*Brief*. Copy each line of the data below in which the word "flushes" can be found.

*Material for this exercise*.
********
use tracing::{
  debug,
  info,
  warn
};

use crate::datetime::Moment;
use crate::persist::StateAdapter;
use crate::prefs::Preferences;
use crate::state::AppState;
use crate::store::{
  Command,
  Composer,
  Outcome,
  TodoStore
};
use crate::task::TaskView;
use crate::view::{
  self,
  Board,
  Selection
};

/// Application root: the store plus the
/// adapter that flushes it after every
/// changed batch.
#[derive(Debug)]
pub struct TodoApp<P> {
  store:   TodoStore,
  adapter: StateAdapter<P>
}

impl<P: Preferences> TodoApp<P> {
  #[tracing::instrument(skip(prefs))]
  pub fn open(
    prefs: P,
    moment: Moment,
    seed_samples: bool
  ) -> Self {
    let adapter = StateAdapter::new(prefs);
    let state = match adapter.load(moment) {
      | Some(state) => {
        info!(
          tasks = state.tasks.len(),
          categories = state.categories.len(),
          "loaded saved state"
        );
        state
      }
      | None => {
        info!(
          seed_samples,
          "no usable saved state; seeding \
           defaults"
        );
        AppState::seeded(
          moment,
          seed_samples
        )
      }
    };

    let mut app = Self {
      store: TodoStore::new(state),
      adapter
    };
    // Writes the current format even when
    // the legacy key was the source.
    app.flush_now();
    app
  }

  pub fn state(&self) -> &AppState {
    self.store.state()
  }

  pub fn composer(&self) -> &Composer {
    self.store.composer()
  }

  pub fn composer_mut(
    &mut self
  ) -> &mut Composer {
    self.store.composer_mut()
  }

  pub fn selection(&self) -> Selection {
    self.store.selection()
  }

  pub fn set_selection(
    &mut self,
    selection: Selection
  ) {
    self.store.set_selection(selection);
  }

  pub fn adapter(
    &self
  ) -> &StateAdapter<P> {
    &self.adapter
  }

  pub fn apply(
    &mut self,
    command: Command
  ) -> Outcome {
    self.apply_at(command, Moment::now())
  }

  pub fn apply_at(
    &mut self,
    command: Command,
    moment: Moment
  ) -> Outcome {
    let outcome =
      self.store.apply(command, moment);
    self.flush();
    outcome
  }

  /// Applies every command, then flushes
  /// once.
  pub fn apply_batch<I>(
    &mut self,
    commands: I,
    moment: Moment
  ) -> Vec<Outcome>
  where
    I: IntoIterator<Item = Command>
  {
    let outcomes: Vec<Outcome> = commands
      .into_iter()
      .map(|command| {
        self.store.apply(command, moment)
      })
      .collect();
    self.flush();
    outcomes
  }

  /// Saves if anything changed since the
  /// last successful save. A failed save is
  /// logged and otherwise ignored.
  pub fn flush(&mut self) -> bool {
    if !self.store.is_dirty() {
      debug!("nothing to flush");
      return true;
    }
    self.flush_now()
  }

  fn flush_now(&mut self) -> bool {
    match self
      .adapter
      .save(self.store.state())
    {
      | Ok(()) => {
        self.store.mark_clean();
        true
      }
      | Err(err) => {
        warn!(
          error = ?err,
          "failed to save state; keeping \
           in-memory copy"
        );
        false
      }
    }
  }

  pub fn board(
    &self,
    today: i64
  ) -> Board<'_> {
    view::board(
      self.store.state(),
      self.store.selection(),
      today
    )
  }

  pub fn view_counts(
    &self,
    today: i64
  ) -> Vec<(TaskView, usize)> {
    view::view_counts(
      &self.store.state().tasks,
      today
    )
  }
}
********
*Answer to this exercise*.
/// adapter that flushes it after every
  /// Applies every command, then flushes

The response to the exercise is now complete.